Project

# Title Team Members TA Documents Sponsor
43 Water-Skimming Robot for Pollution Cleanup
Dylan Bautista
Malay Rungta
Zachary Krauter
Dongming Liu design_document1.pdf
proposal2.pdf
proposal1.pdf
Title: Water-Skimming Robot for Pollution Cleanup

Team Members:
Dylan Bautista (dylanjb5)
Zachary Krauter (zpk2)
Malay Rungta (mrungta2)

Problem:

Water pollution from man-made debris, poor waste management, and invasive species threatens aquatic ecosystems and public health. Traditional cleanup methods are often inefficient and labor-intensive, highlighting the need for an automated solution. With increasing environmental concerns, there is a pressing need for innovative solutions to protect marine ecosystems.

Solution:
We propose a robotic system that autonomously skims water surfaces to detect and collect small floating debris within a predefined area.

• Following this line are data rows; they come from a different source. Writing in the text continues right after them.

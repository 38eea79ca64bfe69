use glam::Vec2;

use crate::state::TargetRef;

/// The entity an enemy chases and hits on contact.
pub trait TargetEntity {
    /// Current world position.
    fn position(&self) -> Vec2;

    /// Applies contact damage. Health bookkeeping belongs to the target.
    fn lose_health(&mut self, amount: i32);
}

/// Resolves target handles to live entities.
///
/// Returning `None` means the handle went stale (the target was destroyed or
/// replaced); enemies report that as [`crate::EnemyError::MissingTarget`].
pub trait TargetLookup {
    fn target(&mut self, target: TargetRef) -> Option<&mut dyn TargetEntity>;
}
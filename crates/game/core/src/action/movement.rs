use glam::Vec2;

use crate::state::Position;

/// One of the four grid directions an actor may step in.
#[derive(Clone, Copy, Debug, PartialEq, Eq, Hash, strum::Display, strum::AsRefStr)]
#[cfg_attr(feature = "serde", derive(serde::Serialize, serde::Deserialize))]
#[strum(serialize_all = "snake_case")]
pub enum CardinalDirection {
    North,
    South,
    East,
    West,
}

impl CardinalDirection {
    pub const ALL: [CardinalDirection; 4] = [
        CardinalDirection::North,
        CardinalDirection::South,
        CardinalDirection::East,
        CardinalDirection::West,
    ];

    pub fn delta(self) -> (i32, i32) {
        match self {
            CardinalDirection::North => (0, 1),
            CardinalDirection::South => (0, -1),
            CardinalDirection::East => (1, 0),
            CardinalDirection::West => (-1, 0),
        }
    }

    pub fn is_vertical(self) -> bool {
        matches!(self, CardinalDirection::North | CardinalDirection::South)
    }

    /// Cell one step away from `origin`.
    pub fn step_from(self, origin: Position) -> Position {
        let (dx, dy) = self.delta();
        Position::new(origin.x + dx, origin.y + dy)
    }
}

/// Greedy axis-priority step from `from` toward `to`.
///
/// When the horizontal gap is below `f32::EPSILON` the step is vertical
/// (north if the target is above, south otherwise); in every other case it is
/// horizontal. Only one axis is stepped, so a diagonal target is approached
/// along x first.
pub fn step_toward(from: Vec2, to: Vec2) -> CardinalDirection {
    if (to.x - from.x).abs() < f32::EPSILON {
        if to.y > from.y {
            CardinalDirection::North
        } else {
            CardinalDirection::South
        }
    } else if to.x > from.x {
        CardinalDirection::East
    } else {
        CardinalDirection::West
    }
}
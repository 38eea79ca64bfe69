//! Public runtime API surface.
//!
//! This module gathers the types exposed to consumers of the runtime crate so
//! other layers can stay focused on orchestration, workers, or the world.

pub mod errors;
pub mod handle;

pub use errors::{Result, RuntimeError};
pub use handle::RuntimeHandle;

The lightweight robot will float and roam a body of water to collect material in a skimming net for disposal or analysis. It will use GPS and sensors for efficient coverage and steering, allowing for it to return to a set of coordinates for emptying. Additionally, the system will include water quality sensors, such as a turbidity sensor, to monitor pollution levels. The turbidity sensor will be connected to LED lights to provide real time feedback on water clarity: a green light for normal conditions and a red light for high pollution levels. Our system can be tested in a nearby lake or pool on a small scale to evaluate both its collection capabilities and its ability to provide water quality data.

Solution Components:

Subsystem 1: Motor Control hardware
The motor hardware consists of dual brushless DC motors with rotor attachments for water. We have selected the LICHIFIT RC Jet Boat Underwater Motor Thruster 7.4V 16800RPM CW, which should have sufficient torque for our slow-moving purpose. This will be attached to our power system and regulated by our microcontroller through PCB connections.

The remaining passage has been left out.